Location
- Strada Erou Iancu Nicolae, Nr. 42 Voluntari, Ilfov County Romania
- Coordinates: 44°30′53″N 26°08′01″E﻿ / ﻿44.5148°N 26.1337°E

Information
- Type: British international school
- Established: 2000
- Head teacher: Jason Porter (Secondary School)
- Age: 2 to 18
- Enrollment: ~700
- Language: English
- Website: britishschool.ro

= British School of Bucharest =

British School of Bucharest (BSB) is a British international school in Voluntari, near Bucharest, Romania. Founded in 2000, it educates around 700 pupils aged 2 to 18 from more than 65 nationalities, and follows the National Curriculum for England leading to IGCSE and A-Level examinations. The school has been rated Excellent in all areas by the UK Independent Schools Inspectorate (ISI) in 2018, 2022 and 2025.

== History and profile ==
The school was established in 2000 to provide English-medium education in Romania and has grown to encompass Early Years, Primary and Secondary education on a dedicated campus in northern Bucharest.

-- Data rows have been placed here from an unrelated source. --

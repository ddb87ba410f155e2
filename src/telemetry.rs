use std::env;
use std::time::Duration;

use opentelemetry::global;
use tracing_subscriber::{fmt, prelude::*, EnvFilter};

pub const SERVICE_NAME: &str = "imageq";

/// Installs the fmt subscriber, plus a Jaeger exporter when an endpoint is
/// given (e.g. `http://jaeger:14268/api/traces`).
pub fn init(jaeger_endpoint: Option<&str>) -> Result<(), Box<dyn std::error::Error>> {
    let telemetry = match jaeger_endpoint {
        Some(endpoint) => {
            // isahc would otherwise route collector traffic through the proxy.
            env::remove_var("http_proxy");
            env::remove_var("https_proxy");
            env::remove_var("HTTP_PROXY");
            env::remove_var("HTTPS_PROXY");

            global::set_text_map_propagator(opentelemetry_jaeger::Propagator::new());

            let tracer = opentelemetry_jaeger::new_collector_pipeline()
                .with_endpoint(endpoint)
                .with_service_name(SERVICE_NAME)
                .with_isahc()
                .with_timeout(Duration::from_secs(2))
                .install_batch(opentelemetry::runtime::Tokio)?;

            Some(tracing_opentelemetry::layer().with_tracer(tracer))
        }
        None => None,
    };

    let filter_layer = EnvFilter::try_from_default_env().or_else(|_| EnvFilter::try_new("info"))?;

    tracing_subscriber::registry()
        .with(telemetry)
        .with(filter_layer)
        .with(fmt::Layer::default())
        .try_init()?;

    Ok(())
}

pub fn shutdown() {
    global::shutdown_tracer_provider();
}
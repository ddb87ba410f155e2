use base64::{engine::general_purpose::STANDARD, Engine};
use serde::{
    de::{DeserializeOwned, Error as _},
    Deserialize, Deserializer, Serialize,
};
use serde_json::{Map, Value};

pub mod broker;
pub mod cache;
pub mod client;
pub mod config;
pub mod gateway;
pub mod handlers;
pub mod telemetry;
pub mod worker;

pub use broker::{BrokerError, Delivery, Message, Transport};
pub use gateway::{RpcError, RpcGateway};

/// Body of an image fetch job.
#[derive(Debug, Clone, PartialEq, Serialize, Deserialize)]
pub struct FetchRequest {
    pub file_id: String,
}

/// Body of an image upload job. `file_data` is the base64 encoded image.
#[derive(Debug, Clone, PartialEq, Serialize, Deserialize)]
pub struct UploadRequest {
    pub user_id: u64,
    pub gallery_id: u64,
    pub filename: String,
    pub file_data: String,
    pub folder_id: String,
    /// Form-posting front ends send this as a string, or leave it null.
    #[serde(default, deserialize_with = "lenient_index")]
    pub image_index: u32,
}

fn lenient_index<'de, D>(deserializer: D) -> Result<u32, D::Error>
where
    D: Deserializer<'de>,
{
    #[derive(Deserialize)]
    #[serde(untagged)]
    enum Index {
        Number(u32),
        Text(String),
    }

    match Option::<Index>::deserialize(deserializer)? {
        None => Ok(0),
        Some(Index::Number(index)) => Ok(index),
        Some(Index::Text(text)) => text
            .trim()
            .parse()
            .map_err(|_| D::Error::custom(format!("invalid image_index `{text}`"))),
    }
}

/// Reply to a job: `{"success": bool, "error"?: string, ...}`.
#[derive(Debug, Clone, PartialEq, Serialize, Deserialize)]
pub struct Reply {
    pub success: bool,
    #[serde(default, skip_serializing_if = "Option::is_none")]
    pub error: Option<String>,
    #[serde(flatten)]
    pub fields: Map<String, Value>,
}

impl Reply {
    pub fn failure(error: impl Into<String>) -> Self {
        Reply {
            success: false,
            error: Some(error.into()),
            fields: Map::new(),
        }
    }

    /// Builds a reply from any serializable object; its `success` and
    /// `error` keys (if present) land in the matching reply fields.
    pub fn from_object<T: Serialize>(object: &T) -> Result<Self, serde_json::Error> {
        serde_json::from_value(serde_json::to_value(object)?)
    }

    /// Reads the reply back as a typed payload.
    pub fn parse<T: DeserializeOwned>(&self) -> Result<T, serde_json::Error> {
        serde_json::from_value(serde_json::to_value(self)?)
    }

    pub fn error_message(&self) -> &str {
        self.error.as_deref().unwrap_or("Unknown error")
    }
}

/// A fetched image as it travels in replies and sits in the result cache.
#[derive(Debug, Clone, PartialEq, Serialize, Deserialize)]
pub struct ImagePayload {
    pub success: bool,
    pub body: String,
    pub content_type: String,
}

impl ImagePayload {
    pub fn new(bytes: &[u8], content_type: impl Into<String>) -> Self {
        ImagePayload {
            success: true,
            body: STANDARD.encode(bytes),
            content_type: content_type.into(),
        }
    }

    pub fn decode_body(&self) -> Result<Vec<u8>, base64::DecodeError> {
        STANDARD.decode(&self.body)
    }
}
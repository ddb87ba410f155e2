use std::time::Duration;

use clap::Args;

/// Connection settings for the AMQP broker.
#[derive(Args, Clone, Debug, PartialEq)]
pub struct BrokerConfig {
    #[arg(long = "rabbitmq-host", env = "RABBITMQ_HOST", default_value = "localhost")]
    pub host: String,

    #[arg(long = "rabbitmq-port", env = "RABBITMQ_PORT", default_value = "5672")]
    pub port: u16,

    #[arg(long = "rabbitmq-user", env = "RABBITMQ_USER", default_value = "guest")]
    pub user: String,

    #[arg(
        long = "rabbitmq-password",
        env = "RABBITMQ_PASSWORD",
        default_value = "guest",
        hide_env_values = true
    )]
    pub password: String,

    #[arg(long = "rabbitmq-vhost", env = "RABBITMQ_VHOST", default_value = "/")]
    pub vhost: String,

    #[arg(
        long = "rabbitmq-connection-timeout",
        env = "RABBITMQ_CONNECTION_TIMEOUT",
        help = "Seconds to wait for the broker before giving up",
        default_value = "10.0"
    )]
    pub connection_timeout: f64,

    #[arg(
        long = "rabbitmq-heartbeat",
        env = "RABBITMQ_HEARTBEAT",
        help = "Heartbeat interval in seconds",
        default_value = "60"
    )]
    pub heartbeat: u16,
}

impl BrokerConfig {
    /// AMQP URI for this configuration. Credentials and vhost are
    /// percent-encoded, so the default vhost `/` becomes `%2F`.
    pub fn uri(&self) -> String {
        format!(
            "amqp://{}:{}@{}:{}/{}?heartbeat={}",
            urlencoding::encode(&self.user),
            urlencoding::encode(&self.password),
            self.host,
            self.port,
            urlencoding::encode(&self.vhost),
            self.heartbeat
        )
    }

    pub fn connect_timeout(&self) -> Duration {
        Duration::from_secs_f64(self.connection_timeout.max(0.0))
    }
}

impl Default for BrokerConfig {
    fn default() -> Self {
        BrokerConfig {
            host: "localhost".into(),
            port: 5672,
            user: "guest".into(),
            password: "guest".into(),
            vhost: "/".into(),
            connection_timeout: 10.0,
            heartbeat: 60,
        }
    }
}

/// Work queue names and the RPC deadline.
#[derive(Args, Clone, Debug, PartialEq)]
pub struct QueueConfig {
    #[arg(long = "image-queue", env = "RABBITMQ_IMAGE_QUEUE", default_value = "image_fetch_queue")]
    pub image_queue: String,

    #[arg(long = "upload-queue", env = "RABBITMQ_UPLOAD_QUEUE", default_value = "image_upload_queue")]
    pub upload_queue: String,

    #[arg(
        long = "rpc-timeout",
        env = "RABBITMQ_RPC_TIMEOUT",
        help = "Seconds to wait for a worker reply",
        default_value = "30"
    )]
    pub rpc_timeout: u64,
}

impl QueueConfig {
    pub fn rpc_timeout(&self) -> Duration {
        Duration::from_secs(self.rpc_timeout)
    }
}

impl Default for QueueConfig {
    fn default() -> Self {
        QueueConfig {
            image_queue: "image_fetch_queue".into(),
            upload_queue: "image_upload_queue".into(),
            rpc_timeout: 30,
        }
    }
}
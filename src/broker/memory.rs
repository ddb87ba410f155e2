use std::collections::HashMap;
use std::sync::atomic::{AtomicBool, AtomicUsize, Ordering};
use std::sync::{Arc, Mutex, MutexGuard};

use async_channel::{Receiver, Sender};
use async_trait::async_trait;
use futures::StreamExt;
use tokio::sync::Notify;
use tracing::*;
use uuid::Uuid;

use super::{Acker, BrokerError, Deliveries, Delivery, Message, Transport};

#[derive(Clone)]
struct MemoryQueue {
    sender: Sender<Message>,
    receiver: Receiver<Message>,
    in_flight: Arc<AtomicUsize>,
}

impl MemoryQueue {
    fn new() -> Self {
        let (sender, receiver) = async_channel::unbounded();
        MemoryQueue {
            sender,
            receiver,
            in_flight: Arc::new(AtomicUsize::new(0)),
        }
    }
}

/// In-process broker. Clones share the same queues; every client opens its
/// own [`MemoryConnection`].
#[derive(Clone, Default)]
pub struct MemoryBroker {
    queues: Arc<Mutex<HashMap<String, MemoryQueue>>>,
}

impl MemoryBroker {
    pub fn new() -> Self {
        Self::default()
    }

    pub fn connect(&self) -> MemoryConnection {
        MemoryConnection {
            broker: self.clone(),
            closed: AtomicBool::new(false),
            exclusive: Mutex::new(Vec::new()),
        }
    }

    /// Messages waiting in a queue, not counting unacknowledged deliveries.
    pub fn queue_depth(&self, name: &str) -> Option<usize> {
        self.queue(name).map(|queue| queue.receiver.len())
    }

    /// Deliveries handed to a consumer and not yet acknowledged.
    pub fn in_flight(&self, name: &str) -> Option<usize> {
        self.queue(name)
            .map(|queue| queue.in_flight.load(Ordering::SeqCst))
    }

    pub fn has_queue(&self, name: &str) -> bool {
        self.queues().contains_key(name)
    }

    fn queues(&self) -> MutexGuard<'_, HashMap<String, MemoryQueue>> {
        // A poisoned map is still consistent: every mutation is a single insert or remove.
        self.queues.lock().unwrap_or_else(|poisoned| poisoned.into_inner())
    }

    fn queue(&self, name: &str) -> Option<MemoryQueue> {
        self.queues().get(name).cloned()
    }

    fn declare(&self, name: &str) {
        self.queues()
            .entry(name.to_owned())
            .or_insert_with(MemoryQueue::new);
    }

    fn delete(&self, name: &str) {
        if let Some(queue) = self.queues().remove(name) {
            queue.receiver.close();
        }
    }
}

/// Unacked deliveries held by one consumer, capped at its prefetch count.
struct Window {
    prefetch: usize,
    held: AtomicUsize,
    released: Notify,
}

impl Window {
    fn new(prefetch: u16) -> Self {
        Window {
            prefetch: usize::from(prefetch),
            held: AtomicUsize::new(0),
            released: Notify::new(),
        }
    }

    /// Waits until the consumer may take another delivery. A prefetch of 0
    /// means no limit.
    async fn acquire(&self) {
        while self.prefetch != 0 && self.held.load(Ordering::SeqCst) >= self.prefetch {
            self.released.notified().await;
        }
        self.held.fetch_add(1, Ordering::SeqCst);
    }

    fn release(&self) {
        self.held.fetch_sub(1, Ordering::SeqCst);
        self.released.notify_one();
    }
}

/// Unacknowledged work delivery. Dropping it without [`Unacked::ack`] puts
/// the message back on its queue, as a broker does when a consumer dies.
pub(crate) struct Unacked {
    message: Option<Message>,
    requeue: Sender<Message>,
    in_flight: Arc<AtomicUsize>,
    window: Arc<Window>,
}

impl Unacked {
    pub(crate) fn ack(mut self) {
        self.message = None;
    }
}

impl Drop for Unacked {
    fn drop(&mut self) {
        self.in_flight.fetch_sub(1, Ordering::SeqCst);
        self.window.release();
        if let Some(message) = self.message.take() {
            debug!(correlation_id = ?message.correlation_id, "Requeueing unacknowledged message");
            let _ = self.requeue.try_send(message);
        }
    }
}

pub struct MemoryConnection {
    broker: MemoryBroker,
    closed: AtomicBool,
    exclusive: Mutex<Vec<String>>,
}

impl MemoryConnection {
    fn ensure_open(&self) -> Result<(), BrokerError> {
        if self.closed.load(Ordering::SeqCst) {
            return Err(BrokerError::Closed);
        }
        Ok(())
    }

    fn exclusive(&self) -> MutexGuard<'_, Vec<String>> {
        self.exclusive
            .lock()
            .unwrap_or_else(|poisoned| poisoned.into_inner())
    }

    fn existing(&self, queue: &str) -> Result<MemoryQueue, BrokerError> {
        self.broker
            .queue(queue)
            .ok_or_else(|| BrokerError::QueueNotFound(queue.to_owned()))
    }
}

#[async_trait]
impl Transport for MemoryConnection {
    async fn declare_work_queue(&self, name: &str) -> Result<(), BrokerError> {
        self.ensure_open()?;
        self.broker.declare(name);
        Ok(())
    }

    async fn declare_reply_queue(&self) -> Result<String, BrokerError> {
        self.ensure_open()?;
        let name = format!("amq.gen-{}", Uuid::new_v4().simple());
        self.broker.declare(&name);
        self.exclusive().push(name.clone());
        Ok(name)
    }

    async fn publish(&self, queue: &str, message: Message) -> Result<(), BrokerError> {
        self.ensure_open()?;
        match self.broker.queue(queue) {
            Some(target) => {
                let _ = target.sender.try_send(message);
            }
            None => debug!(queue, "Dropping unroutable message"),
        }
        Ok(())
    }

    async fn consume_work(&self, queue: &str, prefetch: u16) -> Result<Deliveries, BrokerError> {
        self.ensure_open()?;
        let queue = self.existing(queue)?;
        let window = Arc::new(Window::new(prefetch));

        // A full window leaves further messages on the queue for other consumers.
        Ok(futures::stream::unfold((queue, window), |(queue, window)| async move {
            window.acquire().await;
            let message = match queue.receiver.recv().await {
                Ok(message) => message,
                Err(_) => {
                    window.release();
                    return None;
                }
            };
            queue.in_flight.fetch_add(1, Ordering::SeqCst);
            let unacked = Unacked {
                message: Some(message.clone()),
                requeue: queue.sender.clone(),
                in_flight: queue.in_flight.clone(),
                window: window.clone(),
            };
            Some((Ok(Delivery::new(message, Acker::Memory(unacked))), (queue, window)))
        })
        .boxed())
    }

    async fn consume_replies(&self, queue: &str) -> Result<Deliveries, BrokerError> {
        self.ensure_open()?;
        let receiver = self.existing(queue)?.receiver;

        Ok(futures::stream::unfold(receiver, |receiver| async move {
            let message = receiver.recv().await.ok()?;
            Some((Ok(Delivery::new(message, Acker::Auto)), receiver))
        })
        .boxed())
    }

    async fn release_reply_queue(&self, queue: &str) -> Result<(), BrokerError> {
        self.exclusive().retain(|name| name != queue);
        self.broker.delete(queue);
        Ok(())
    }

    async fn close(&self) -> Result<(), BrokerError> {
        if self.closed.swap(true, Ordering::SeqCst) {
            return Ok(());
        }
        let exclusive = std::mem::take(&mut *self.exclusive());
        for queue in exclusive {
            self.broker.delete(&queue);
        }
        Ok(())
    }
}
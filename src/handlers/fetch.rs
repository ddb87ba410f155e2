use std::sync::Arc;
use std::time::Duration;

use async_trait::async_trait;
use reqwest::header::{HeaderMap, HeaderValue, ACCEPT, CONTENT_TYPE};
use reqwest::{redirect, Client, StatusCode};
use tracing::*;

use super::{HandlerError, JobHandler};
use crate::cache::{ImageCache, ResultCache};
use crate::{FetchRequest, ImagePayload, Reply};

/// Public Drive endpoints that serve an image by file id, best first.
pub const SOURCE_TEMPLATES: [&str; 3] = [
    "https://drive.google.com/thumbnail?id={id}&sz=w1920",
    "https://lh3.googleusercontent.com/d/{id}=w1920",
    "https://drive.google.com/uc?export=view&id={id}",
];

const USER_AGENT: &str = "Mozilla/5.0 (compatible; Googlebot/2.1; +http://www.google.com/bot.html)";
const DEFAULT_CONTENT_TYPE: &str = "image/jpeg";

#[derive(Debug, Clone, PartialEq)]
pub struct FetchedImage {
    pub bytes: Vec<u8>,
    pub content_type: String,
}

#[async_trait]
pub trait ImageSource: Send + Sync {
    async fn fetch_image(&self, file_id: &str) -> Result<FetchedImage, HandlerError>;
}

#[async_trait]
impl<S: ImageSource + ?Sized> ImageSource for Arc<S> {
    async fn fetch_image(&self, file_id: &str) -> Result<FetchedImage, HandlerError> {
        (**self).fetch_image(file_id).await
    }
}

/// Fetches images over HTTP, trying each URL template in order.
pub struct DriveImageFetcher {
    client: Client,
    templates: Vec<String>,
}

impl DriveImageFetcher {
    pub fn new() -> Result<Self, reqwest::Error> {
        Self::with_templates(SOURCE_TEMPLATES.iter().map(|t| t.to_string()).collect())
    }

    /// Templates use `{id}` as the file id placeholder.
    pub fn with_templates(templates: Vec<String>) -> Result<Self, reqwest::Error> {
        let mut headers = HeaderMap::new();
        headers.insert(ACCEPT, HeaderValue::from_static("image/*,*/*;q=0.8"));

        let client = Client::builder()
            .timeout(Duration::from_secs(30))
            .connect_timeout(Duration::from_secs(10))
            .redirect(redirect::Policy::limited(10))
            .user_agent(USER_AGENT)
            .default_headers(headers)
            .build()?;

        Ok(DriveImageFetcher { client, templates })
    }

    async fn try_fetch(&self, url: &str) -> Option<FetchedImage> {
        let response = match self.client.get(url).send().await {
            Ok(response) => response,
            Err(err) => {
                debug!(url, error = %err, "Image source unreachable");
                return None;
            }
        };

        if response.status() != StatusCode::OK {
            debug!(url, status = %response.status(), "Image source refused");
            return None;
        }

        let content_type = response
            .headers()
            .get(CONTENT_TYPE)
            .and_then(|value| value.to_str().ok())
            .filter(|value| !value.is_empty())
            .map(str::to_owned);
        // Drive answers with an HTML interstitial for files it will not serve.
        if content_type
            .as_deref()
            .is_some_and(|value| value.contains("text/html"))
        {
            debug!(url, "Image source returned HTML");
            return None;
        }

        let bytes = match response.bytes().await {
            Ok(bytes) if !bytes.is_empty() => bytes,
            Ok(_) => return None,
            Err(err) => {
                debug!(url, error = %err, "Image body read failed");
                return None;
            }
        };

        Some(FetchedImage {
            bytes: bytes.to_vec(),
            content_type: content_type.unwrap_or_else(|| DEFAULT_CONTENT_TYPE.to_owned()),
        })
    }
}

#[async_trait]
impl ImageSource for DriveImageFetcher {
    #[instrument(name = "fetch.image", skip(self))]
    async fn fetch_image(&self, file_id: &str) -> Result<FetchedImage, HandlerError> {
        for template in &self.templates {
            let url = template.replace("{id}", file_id);
            if let Some(image) = self.try_fetch(&url).await {
                return Ok(image);
            }
        }

        warn!(file_id, "Image fetch failed for all source URLs");
        Err(HandlerError::NotFound {
            file_id: file_id.to_owned(),
        })
    }
}

/// Fetch job: answer from the result cache when possible, otherwise fetch
/// from the source and cache the successful result.
pub struct FetchJob<S, C> {
    source: S,
    cache: ImageCache<C>,
}

impl<S: ImageSource, C: ResultCache> FetchJob<S, C> {
    pub fn new(source: S, cache: ImageCache<C>) -> Self {
        FetchJob { source, cache }
    }
}

#[async_trait]
impl<S: ImageSource, C: ResultCache> JobHandler for FetchJob<S, C> {
    type Request = FetchRequest;

    async fn handle(&self, request: FetchRequest) -> Result<Reply, HandlerError> {
        let file_id = request.file_id;

        if let Some(cached) = self.cache.get_image(&file_id).await {
            info!(file_id, "Cache hit");
            return Ok(Reply::from_object(&cached)?);
        }

        let image = self.source.fetch_image(&file_id).await?;
        let payload = ImagePayload::new(&image.bytes, image.content_type);
        self.cache.put_image(&file_id, payload.clone()).await;

        info!(file_id, "Fetched and cached image");
        Ok(Reply::from_object(&payload)?)
    }
}

#[cfg(test)]
mod tests {
    use super::*;
    use crate::cache::MemoryCache;
    use httpmock::prelude::*;
    use std::sync::atomic::{AtomicUsize, Ordering};

    struct StubSource {
        calls: AtomicUsize,
        image: Option<FetchedImage>,
    }

    impl StubSource {
        fn serving(image: Option<FetchedImage>) -> Self {
            StubSource {
                calls: AtomicUsize::new(0),
                image,
            }
        }
    }

    #[async_trait]
    impl ImageSource for StubSource {
        async fn fetch_image(&self, file_id: &str) -> Result<FetchedImage, HandlerError> {
            self.calls.fetch_add(1, Ordering::SeqCst);
            self.image.clone().ok_or_else(|| HandlerError::NotFound {
                file_id: file_id.to_owned(),
            })
        }
    }

    fn jpeg() -> FetchedImage {
        FetchedImage {
            bytes: b"jpeg-bytes".to_vec(),
            content_type: "image/jpeg".into(),
        }
    }

    #[tokio::test]
    async fn falls_through_templates_in_order() {
        let server = MockServer::start_async().await;
        let missing = server.mock(|when, then| {
            when.method(GET).path("/thumbnail/abc123");
            then.status(404);
        });
        let html = server.mock(|when, then| {
            when.method(GET).path("/d/abc123");
            then.status(200)
                .header("content-type", "text/html; charset=utf-8")
                .body("<html>sign in</html>");
        });
        let image = server.mock(|when, then| {
            when.method(GET).path("/uc/abc123");
            then.status(200)
                .header("content-type", "image/png")
                .body("png-bytes");
        });

        let fetcher = DriveImageFetcher::with_templates(vec![
            format!("{}/thumbnail/{{id}}", server.base_url()),
            format!("{}/d/{{id}}", server.base_url()),
            format!("{}/uc/{{id}}", server.base_url()),
        ])
        .unwrap();

        let fetched = fetcher.fetch_image("abc123").await.unwrap();
        assert_eq!(fetched.bytes, b"png-bytes");
        assert_eq!(fetched.content_type, "image/png");
        missing.assert();
        html.assert();
        image.assert();
    }

    #[tokio::test]
    async fn exhausting_templates_is_not_found() {
        let server = MockServer::start_async().await;
        server.mock(|when, then| {
            when.method(GET);
            then.status(403);
        });

        let fetcher = DriveImageFetcher::with_templates(vec![
            format!("{}/a/{{id}}", server.base_url()),
            format!("{}/b/{{id}}", server.base_url()),
        ])
        .unwrap();

        let err = fetcher.fetch_image("gone").await.unwrap_err();
        assert!(matches!(err, HandlerError::NotFound { ref file_id } if file_id == "gone"));
        assert_eq!(err.to_string(), "Failed to fetch image from Google Drive");
    }

    #[tokio::test]
    async fn miss_fetches_and_populates_cache() {
        let cache = Arc::new(MemoryCache::new());
        let job = FetchJob::new(StubSource::serving(Some(jpeg())), ImageCache::new(cache.clone()));

        let reply = job
            .handle(FetchRequest {
                file_id: "abc123".into(),
            })
            .await
            .unwrap();

        let expected = ImagePayload::new(b"jpeg-bytes", "image/jpeg");
        assert_eq!(reply.parse::<ImagePayload>().unwrap(), expected);
        assert_eq!(
            cache.get("gdrive_image_abc123").await.unwrap(),
            Some(expected)
        );
    }

    #[tokio::test]
    async fn hit_skips_the_source() {
        let cache = ImageCache::new(MemoryCache::new());
        let cached = ImagePayload::new(b"cached", "image/webp");
        cache.put_image("abc123", cached.clone()).await;
        let job = FetchJob::new(StubSource::serving(Some(jpeg())), cache);

        let reply = job
            .handle(FetchRequest {
                file_id: "abc123".into(),
            })
            .await
            .unwrap();

        assert_eq!(reply.parse::<ImagePayload>().unwrap(), cached);
        assert_eq!(job.source.calls.load(Ordering::SeqCst), 0);
    }

    #[tokio::test]
    async fn failures_are_not_cached() {
        let job = FetchJob::new(StubSource::serving(None), ImageCache::new(MemoryCache::new()));

        let err = job
            .handle(FetchRequest {
                file_id: "missing".into(),
            })
            .await
            .unwrap_err();

        assert!(matches!(err, HandlerError::NotFound { .. }));
        assert!(job.cache.store().is_empty().await);
    }
}
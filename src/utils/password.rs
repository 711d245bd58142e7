//! 链接访问密码
//!
//! 使用 Argon2id 哈希保存，空字符串表示链接没有密码

use argon2::{
    Argon2,
    password_hash::{PasswordHash, PasswordHasher, PasswordVerifier, SaltString, rand_core::OsRng},
};

use crate::errors::{LinkShortenerError, Result};

pub fn hash_password(password: &str) -> Result<String> {
    let salt = SaltString::generate(&mut OsRng);
    Argon2::default()
        .hash_password(password.as_bytes(), &salt)
        .map(|hash| hash.to_string())
        .map_err(|e| LinkShortenerError::encoding(format!("Password hash error: {}", e)))
}

/// 存储的哈希无法解析时视为不匹配
pub fn verify_password(password: &str, hash: &str) -> bool {
    match PasswordHash::new(hash) {
        Ok(parsed) => Argon2::default()
            .verify_password(password.as_bytes(), &parsed)
            .is_ok(),
        Err(e) => {
            tracing::warn!("Stored password hash is invalid: {}", e);
            false
        }
    }
}

/// 新建链接时的密码：为空则不设密码
pub fn process_new_password(password: Option<&str>) -> Result<String> {
    match password {
        Some(pwd) if !pwd.is_empty() => hash_password(pwd),
        _ => Ok(String::new()),
    }
}
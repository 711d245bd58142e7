//! Equality matcher over decoded documents (embedded backend only)

use super::query::{Filter, Predicate};
use super::record::Document;

/// True when every predicate names a field present in `doc` with an equal
/// value. An empty filter matches any document.
pub fn matches(doc: &Document, filter: &Filter) -> bool {
    filter.predicates().iter().all(|predicate| match predicate {
        Predicate::Equals(field, expected) => match doc.get(*field) {
            Some(stored) => expected.matches_json(stored),
            None => false,
        },
    })
}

== Curriculum and languages ==
BSB follows the National Curriculum for England and prepares students for IGCSE and A-Level examinations. Modern foreign languages taught include French, Spanish, German and Mandarin.

== Accreditation and affiliations ==
The British School of Bucharest is recognised as a British School Overseas and is inspected by the UK Independent Schools Inspectorate (ISI). ISI inspections in 2018, 2022 and 2025 each judged the school "Excellent" in pupils' learning and achievement and in their personal development, the highest outcome under the British Schools Overseas framework. The school is a member of the Council of British International Schools (COBIS), the Association of British Schools Overseas (AoBSO) and the American Chamber of Commerce in Romania (AmCham).

== Notable initiatives ==
The school highlights its Innovation Hub as an extension of Design and Technology, supporting projects across science, technology, engineering, arts and mathematics (STEAM). Projects include Project Zephyr, an electric-vehicle build programme, which has been featured in education and local media.